EGU23-11359
https://doi.org/10.5194/egusphere-egu23-11359
EGU General Assembly 2023
© Author(s) 2023. This work is distributed under
the Creative Commons Attribution 4.0 License.

Deployment of dense nodal network during unrest: investigation of the Vulcano-Lipari System (Italy) with Local Earthquake Tomography

Célia Barat1, Geneviève Savard1, Francisco Muñoz1, Douglas Stumpp4, Salvatore Alparone3, Tullio Ricci2, Andrea Ursino3, Mimmo Palano3, Maria-Paz Reyes Hardy1, Lucia Pruiti3, Thomas Planes1, Federica Sparacino3, Costanza Bonadonna1, Joël Ruch1, Luca Caricchi1, and Matteo Lupi1
Célia Barat et al.
  • 1Department of Earth Sciences, University of Geneva, Geneva, Switzerland
  • 2Istituto Nazionale di Geofisica e Vulcanologia, Roma, Italy
  • 3Istituto Nazionale di Geofisica e Vulcanologia, Catania, Italy
  • 4Institut of Earth Sciences, University of Lausanne, Lausanne, Switzerland

The Vulcano-Lipari System is a volcanic complex located in the central sector of the Aeolian Archipelago in southern Italy. The edifice is affected by complex tectonics and develops upon the trans-extension of the Aeolian-Tindari-Letojanni Fault System. This fault is proposed to control magmatism and acts as a preferential pathway for upwelling of magmatic and supercritical fluids. Over the last three decades, Vulcano Island underwent several volcanic crises and since September 2021 it has been showing signs of increasing activity and volcanic unrest. Temperature, degassing, seismic activity, and deformation rapidly increased causing temporal evacuation of the inhabitants of the most affected regions. During the unrest in October 2021, we deployed 196 3C geophones all around Vulcano and south of Lipari to record the seismic signals for a full month, as part of the VulcaNODES project. The resulting seismic catalog confidently contains more than 7000 volcano-seismic and volcano-tectonic events with an average local magnitude of -0.32. This catalog is used to produce an unprecedented travel-time time-lapse tomography of the unrest. Seismic tomography is a powerful tool for observing structures at depth beneath volcanic systems, using seismic waves generated by earthquakes. Such a dense network combined with the exceptional seismic signal recorded will provide tomographic time series of the plumbing system every 1-3 days for a month. The still ongoing VulcaNODES project aims at observing fluids evolution along the volcano’s tectonic structures on a daily basis, providing new insights on processes usually difficult to record on short timeframes, and shedding light on the plumbing system on a high resolution.
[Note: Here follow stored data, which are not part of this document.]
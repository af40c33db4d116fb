//! Lowering of small programs into IR.

use bumpalo::Bump;
use ravel::ast::build::TreeBuilder;
use ravel::ast::{BinaryOp, Expr, ExprKind, FunctionExpr, Stmt, SyntaxTree, TableItem, VarType};
use ravel::ir::{ConstantValue, Module, Opcode, Pseudo, TempKind, ENTRY_BLOCK};
use ravel::linearizer::linearize;
use ravel::{CompilationSession, CompileError};

fn init_logging() {
    let _ = env_logger::builder().is_test(true).try_init();
}

fn lower<'a>(session: &CompilationSession<'a>, tree: &SyntaxTree) -> Module<'a> {
    linearize(session, tree).unwrap_or_else(|e| panic!("linearize failed: {}", e))
}

fn opcodes(module: &Module<'_>, proc: usize) -> Vec<Opcode> {
    let proc = &module.procs()[proc];
    proc.blocks
        .iter()
        .flat_map(|b| b.insts.iter().map(|&id| proc.inst(id).opcode))
        .collect()
}

#[test]
fn test_equal_literals_share_a_constant() {
    init_logging();
    let arena = Bump::new();
    let session = CompilationSession::new(&arena);
    let mut b = TreeBuilder::new();
    let f = b.function_id();
    let x = b.local(f, "x", VarType::Any);
    let y = b.local(f, "y", VarType::Any);
    let z = b.local(f, "z", VarType::Any);
    let body = vec![
        Stmt::Local { vars: vec![x], exprs: vec![Expr::int(1)] },
        Stmt::Local { vars: vec![y], exprs: vec![Expr::int(1)] },
        Stmt::Local { vars: vec![z], exprs: vec![Expr::num(1.0)] },
    ];
    let tree = b.finish(FunctionExpr::new(f, vec![], body));

    let module = lower(&session, &tree);
    let proc = &module.procs()[0];
    let movs: Vec<_> = proc.instructions.iter().filter(|i| i.opcode == Opcode::Mov).collect();
    assert_eq!(movs.len(), 3);
    assert_eq!(movs[0].operands[0], movs[1].operands[0]);
    assert_ne!(movs[0].operands[0], movs[2].operands[0]);
    assert_eq!(proc.constants.len(), 2);
    assert_eq!(session.stats().constants_interned, 2);
}

#[test]
fn test_temporaries_are_reused_lifo() {
    let arena = Bump::new();
    let session = CompilationSession::new(&arena);
    let mut b = TreeBuilder::new();
    let f = b.function_id();
    let g = b.global("g");
    let h = b.global("h");
    let x = b.local(f, "x", VarType::Any);
    let y = b.local(f, "y", VarType::Any);
    let sum = |b: &TreeBuilder| Expr::binary(BinaryOp::Add, b.var(g), b.var(h), VarType::Any);
    let body = vec![
        Stmt::Local { vars: vec![x], exprs: vec![sum(&b)] },
        Stmt::Local { vars: vec![y], exprs: vec![sum(&b)] },
    ];
    let tree = b.finish(FunctionExpr::new(f, vec![], body));

    let module = lower(&session, &tree);
    let proc = &module.procs()[0];
    let adds: Vec<_> = proc.instructions.iter().filter(|i| i.opcode == Opcode::Add).collect();
    assert_eq!(adds.len(), 2);
    // the most recently freed operand register comes back first
    assert_eq!(adds[0].targets, vec![Pseudo::TempAny(0)]);
    assert_eq!(adds[1].operands, vec![Pseudo::TempAny(0), Pseudo::TempAny(1)]);
    assert_eq!(proc.max_temps(TempKind::Any), 2);
    assert_eq!(proc.live_temps(TempKind::Any), 0);
}

#[test]
fn test_array_element_assignment_is_a_single_store() {
    let arena = Bump::new();
    let session = CompilationSession::new(&arena);
    let mut b = TreeBuilder::new();
    let f = b.function_id();
    let a = b.local(f, "a", VarType::IntegerArray);
    let body = vec![
        Stmt::Local {
            vars: vec![a],
            exprs: vec![Expr::table(vec![], VarType::IntegerArray)],
        },
        Stmt::Assign {
            targets: vec![Expr::index(b.var(a), Expr::int(0), VarType::Integer)],
            exprs: vec![Expr::int(1)],
        },
    ];
    let tree = b.finish(FunctionExpr::new(f, vec![], body));

    let module = lower(&session, &tree);
    assert_eq!(
        opcodes(&module, 0),
        vec![Opcode::NewIArray, Opcode::Mov, Opcode::IArraySet, Opcode::Ret]
    );
    let proc = &module.procs()[0];
    let store = proc
        .instructions
        .iter()
        .find(|i| i.opcode == Opcode::IArraySet)
        .unwrap();
    assert_eq!(store.operands.len(), 3);
    assert!(store.targets.is_empty());
    assert_eq!(proc.constant(store.operands[1]), Some(ConstantValue::Integer(0)));
    assert_eq!(proc.constant(store.operands[2]), Some(ConstantValue::Integer(1)));
    assert_eq!(session.stats().load_store_rewrites, 1);
}

#[test]
fn test_array_element_read_feeds_a_call() {
    let arena = Bump::new();
    let session = CompilationSession::new(&arena);
    let mut b = TreeBuilder::new();
    let f = b.function_id();
    let print = b.global("print");
    let a = b.local(f, "a", VarType::IntegerArray);
    let body = vec![
        Stmt::Local {
            vars: vec![a],
            exprs: vec![Expr::table(vec![], VarType::IntegerArray)],
        },
        Stmt::Expr(Expr::call(
            b.var(print),
            vec![Expr::index(b.var(a), Expr::int(0), VarType::Integer)],
        )),
    ];
    let tree = b.finish(FunctionExpr::new(f, vec![], body));

    let module = lower(&session, &tree);
    let proc = &module.procs()[0];
    let load = proc
        .instructions
        .iter()
        .find(|i| i.opcode == Opcode::IArrayGet)
        .unwrap();
    let call = proc.instructions.iter().find(|i| i.opcode == Opcode::Call).unwrap();
    assert_eq!(load.targets, vec![Pseudo::TempInt(0)]);
    assert_eq!(call.operands[1], load.targets[0]);
    // a call used as a statement discards its results
    assert_eq!(proc.constant(call.targets[1]), Some(ConstantValue::Integer(0)));
    assert!(!proc.instructions.iter().any(|i| i.opcode == Opcode::IArraySet));
}

#[test]
fn test_function_adding_one() {
    let arena = Bump::new();
    let session = CompilationSession::new(&arena);
    let mut b = TreeBuilder::new();
    let f = b.function_id();
    let x = b.local(f, "x", VarType::Any);
    let sum = Expr::binary(BinaryOp::Add, b.var(x), Expr::int(1), VarType::Any);
    let tree = b.finish(FunctionExpr::new(f, vec![x], vec![Stmt::Return(vec![sum])]));

    let module = lower(&session, &tree);
    assert_eq!(module.len(), 1);
    let proc = &module.procs()[0];
    assert_eq!(proc.num_params, 1);
    assert_eq!(proc.num_locals(), 1);
    assert_eq!(opcodes(&module, 0), vec![Opcode::Add, Opcode::Ret]);

    let add = &proc.instructions[0];
    assert!(matches!(add.operands[0], Pseudo::Symbol(_)));
    assert_eq!(proc.constant(add.operands[1]), Some(ConstantValue::Integer(1)));
    assert_eq!(proc.instructions[1].operands, add.targets);
}

#[test]
fn test_logical_operators_branch() {
    let arena = Bump::new();
    let session = CompilationSession::new(&arena);
    let mut b = TreeBuilder::new();
    let f = b.function_id();
    let p = b.local(f, "p", VarType::Any);
    let q = b.local(f, "q", VarType::Any);
    let and = Expr::binary(BinaryOp::And, b.var(p), b.var(q), VarType::Any);
    let or = Expr::binary(BinaryOp::Or, b.var(p), b.var(q), VarType::Any);
    let body = vec![Stmt::Return(vec![and, or])];
    let tree = b.finish(FunctionExpr::new(f, vec![p, q], body));

    let module = lower(&session, &tree);
    let proc = &module.procs()[0];
    // entry, exit, and a right-hand block plus a join block per operator
    assert_eq!(proc.blocks.len(), 6);

    let and_branch = proc.last_inst(ENTRY_BLOCK).unwrap();
    assert_eq!(and_branch.opcode, Opcode::Cbr);
    assert_eq!(and_branch.targets, vec![Pseudo::Block(ravel::ir::BlockId(2)), Pseudo::Block(ravel::ir::BlockId(3))]);

    let or_branch = proc.last_inst(ravel::ir::BlockId(3)).unwrap();
    assert_eq!(or_branch.opcode, Opcode::Cbr);
    assert_eq!(or_branch.targets, vec![Pseudo::Block(ravel::ir::BlockId(5)), Pseudo::Block(ravel::ir::BlockId(4))]);
}

#[test]
fn test_call_results_spread_over_locals() {
    let arena = Bump::new();
    let session = CompilationSession::new(&arena);
    let mut b = TreeBuilder::new();
    let f = b.function_id();
    let g = b.global("g");
    let x = b.local(f, "x", VarType::Any);
    let y = b.local(f, "y", VarType::Any);
    let body = vec![Stmt::Local {
        vars: vec![x, y],
        exprs: vec![Expr::call(b.var(g), vec![])],
    }];
    let tree = b.finish(FunctionExpr::new(f, vec![], body));

    let module = lower(&session, &tree);
    let proc = &module.procs()[0];
    let call = proc.instructions.iter().find(|i| i.opcode == Opcode::Call).unwrap();
    assert_eq!(proc.constant(call.targets[1]), Some(ConstantValue::Integer(2)));
    let movs: Vec<_> = proc.instructions.iter().filter(|i| i.opcode == Opcode::Mov).collect();
    assert_eq!(movs[0].operands[0], Pseudo::RangeSelect { base: 0, index: 0 });
    assert_eq!(movs[1].operands[0], Pseudo::RangeSelect { base: 0, index: 1 });
}

#[test]
fn test_trailing_call_argument_stays_open() {
    let arena = Bump::new();
    let session = CompilationSession::new(&arena);
    let mut b = TreeBuilder::new();
    let f = b.function_id();
    let print = b.global("print");
    let g = b.global("g");
    let body = vec![Stmt::Expr(Expr::call(
        b.var(print),
        vec![Expr::int(1), Expr::call(b.var(g), vec![])],
    ))];
    let tree = b.finish(FunctionExpr::new(f, vec![], body));

    let module = lower(&session, &tree);
    let proc = &module.procs()[0];
    let calls: Vec<_> = proc.instructions.iter().filter(|i| i.opcode == Opcode::Call).collect();
    assert_eq!(calls.len(), 2);
    // inner call forwards every result
    assert_eq!(proc.constant(calls[0].targets[1]), Some(ConstantValue::Integer(-1)));
    assert!(calls[1].operands[2].is_open_range());
}

#[test]
fn test_integer_for_loop_uses_native_index() {
    let arena = Bump::new();
    let session = CompilationSession::new(&arena);
    let mut b = TreeBuilder::new();
    let f = b.function_id();
    let i = b.local(f, "i", VarType::Integer);
    let body = vec![Stmt::NumericFor {
        var: i,
        start: Expr::int(1),
        limit: Expr::int(10),
        step: None,
        body: Default::default(),
    }];
    let tree = b.finish(FunctionExpr::new(f, vec![], body));

    let module = lower(&session, &tree);
    assert_eq!(
        opcodes(&module, 0),
        vec![
            Opcode::MovI,
            Opcode::MovI,
            Opcode::Br,
            Opcode::LeII,
            Opcode::Cbr,
            Opcode::MovI,
            Opcode::AddII,
            Opcode::Br,
            Opcode::Ret,
        ]
    );
    assert_eq!(module.procs()[0].max_temps(TempKind::Int), 2);
}

#[test]
fn test_table_constructor_stores() {
    let arena = Bump::new();
    let session = CompilationSession::new(&arena);
    let mut b = TreeBuilder::new();
    let f = b.function_id();
    let t = b.local(f, "t", VarType::Table);
    let items = vec![
        TableItem::Positional(Expr::int(10)),
        TableItem::Named("name".to_string(), Expr::string("ravel")),
    ];
    let body = vec![Stmt::Local {
        vars: vec![t],
        exprs: vec![Expr::table(items, VarType::Table)],
    }];
    let tree = b.finish(FunctionExpr::new(f, vec![], body));

    let module = lower(&session, &tree);
    assert_eq!(
        opcodes(&module, 0),
        vec![
            Opcode::NewTable,
            Opcode::TableSetIK,
            Opcode::TableSetSK,
            Opcode::Mov,
            Opcode::Ret,
        ]
    );
}

#[test]
fn test_closure_gets_a_child_proc() {
    let arena = Bump::new();
    let session = CompilationSession::new(&arena);
    let mut b = TreeBuilder::new();
    let main = b.function_id();
    let inner = b.function_id();
    let n = b.local(main, "n", VarType::Integer);
    let up = b.upvalue(n, 0);
    let get = FunctionExpr::new(inner, vec![], vec![Stmt::Return(vec![b.var(up)])]).with_upvalues(vec![up]);
    let body = vec![
        Stmt::Local { vars: vec![n], exprs: vec![Expr::int(3)] },
        Stmt::Return(vec![Expr::function(get)]),
    ];
    let tree = b.finish(FunctionExpr::new(main, vec![], body));

    let module = lower(&session, &tree);
    assert_eq!(module.len(), 2);
    let child = &module.procs()[1];
    assert_eq!(child.parent, Some(ravel::ir::ProcId(0)));
    assert_eq!(child.upvalues.len(), 1);
    assert_eq!(child.upvalues[0].source_index, 0);
    assert!(child.upvalues[0].in_parent_local);
    assert!(opcodes(&module, 0).contains(&Opcode::Closure));
}

#[test]
fn test_unsupported_constructs_abort() {
    let arena = Bump::new();
    let session = CompilationSession::new(&arena);
    let mut b = TreeBuilder::new();
    let f = b.function_id();
    let goto = b.finish(FunctionExpr::new(f, vec![], vec![Stmt::Goto("top".to_string())]));
    let err = linearize(&session, &goto).unwrap_err();
    assert!(matches!(err, CompileError::Unimplemented { .. }));

    let mut b = TreeBuilder::new();
    let f = b.function_id();
    let vararg = Expr::new(VarType::Any, ExprKind::Vararg);
    let tree = b.finish(FunctionExpr::new(f, vec![], vec![Stmt::Return(vec![vararg])]));
    let err = linearize(&session, &tree).unwrap_err();
    assert!(err.to_string().contains("vararg"));
}

#[test]
fn test_method_call_result_survives_a_later_call() {
    init_logging();
    let arena = Bump::new();
    let session = CompilationSession::new(&arena);
    let mut b = TreeBuilder::new();
    let f = b.function_id();
    let obj = b.local(f, "obj", VarType::Any);
    let x = b.local(f, "x", VarType::Any);
    let g = b.global("f");
    // x = obj:m() + f(1)
    let sum = Expr::binary(
        BinaryOp::Add,
        Expr::method_call(b.var(obj), "m", vec![]),
        Expr::call(b.var(g), vec![Expr::int(1)]),
        VarType::Any,
    );
    let body = vec![Stmt::Assign {
        targets: vec![b.var(x)],
        exprs: vec![sum],
    }];
    let tree = b.finish(FunctionExpr::new(f, vec![obj, x], body));

    let module = lower(&session, &tree);
    let proc = &module.procs()[0];
    let calls: Vec<_> = proc.instructions.iter().filter(|i| i.opcode == Opcode::Call).collect();
    // the receiver sits right above the method's callee register
    assert_eq!(calls[0].operands, vec![Pseudo::TempAny(0), Pseudo::TempAny(1)]);
    assert_eq!(calls[1].operands[0], Pseudo::TempAny(1));

    let add = proc.instructions.iter().find(|i| i.opcode == Opcode::Add).unwrap();
    assert_eq!(
        add.operands,
        vec![
            Pseudo::RangeSelect { base: 0, index: 0 },
            Pseudo::RangeSelect { base: 1, index: 0 }
        ]
    );
    assert_eq!(proc.live_temps(TempKind::Any), 0);
}

#[test]
fn test_spread_results_are_not_reused_by_snapshots() {
    init_logging();
    let arena = Bump::new();
    let session = CompilationSession::new(&arena);
    let mut b = TreeBuilder::new();
    let f = b.function_id();
    let a = b.local(f, "a", VarType::Any);
    let x = b.local(f, "x", VarType::Any);
    let y = b.local(f, "y", VarType::Any);
    let z = b.local(f, "z", VarType::Any);
    let g = b.global("f");
    // x, y, z = a, f()
    let body = vec![Stmt::Assign {
        targets: vec![b.var(x), b.var(y), b.var(z)],
        exprs: vec![b.var(a), Expr::call(b.var(g), vec![])],
    }];
    let tree = b.finish(FunctionExpr::new(f, vec![a, x, y, z], body));

    let module = lower(&session, &tree);
    let proc = &module.procs()[0];
    assert_eq!(
        opcodes(&module, 0),
        vec![
            Opcode::LoadGlobal,
            Opcode::Call,
            Opcode::Mov,
            Opcode::Mov,
            Opcode::Mov,
            Opcode::Mov,
            Opcode::Ret
        ]
    );
    let movs: Vec<_> = proc.instructions.iter().filter(|i| i.opcode == Opcode::Mov).collect();
    // the copy of `a` lands above both call results
    assert_eq!(movs[0].targets, vec![Pseudo::TempAny(2)]);
    assert_eq!(movs[1].operands, vec![Pseudo::RangeSelect { base: 0, index: 1 }]);
    assert_eq!(movs[2].operands, vec![Pseudo::RangeSelect { base: 0, index: 0 }]);
    assert_eq!(movs[3].operands, vec![Pseudo::TempAny(2)]);
    assert_eq!(proc.max_temps(TempKind::Any), 3);
    assert_eq!(proc.live_temps(TempKind::Any), 0);
}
How to cite: Barat, C., Savard, G., Muñoz, F., Stumpp, D., Alparone, S., Ricci, T., Ursino, A., Palano, M., Reyes Hardy, M.-P., Pruiti, L., Planes, T., Sparacino, F., Bonadonna, C., Ruch, J., Caricchi, L., and Lupi, M.: Deployment of dense nodal network during unrest: investigation of the Vulcano-Lipari System (Italy) with Local Earthquake Tomography, EGU General Assembly 2023, Vienna, Austria, 24–28 Apr 2023, EGU23-11359, https://doi.org/10.5194/egusphere-egu23-11359, 2023.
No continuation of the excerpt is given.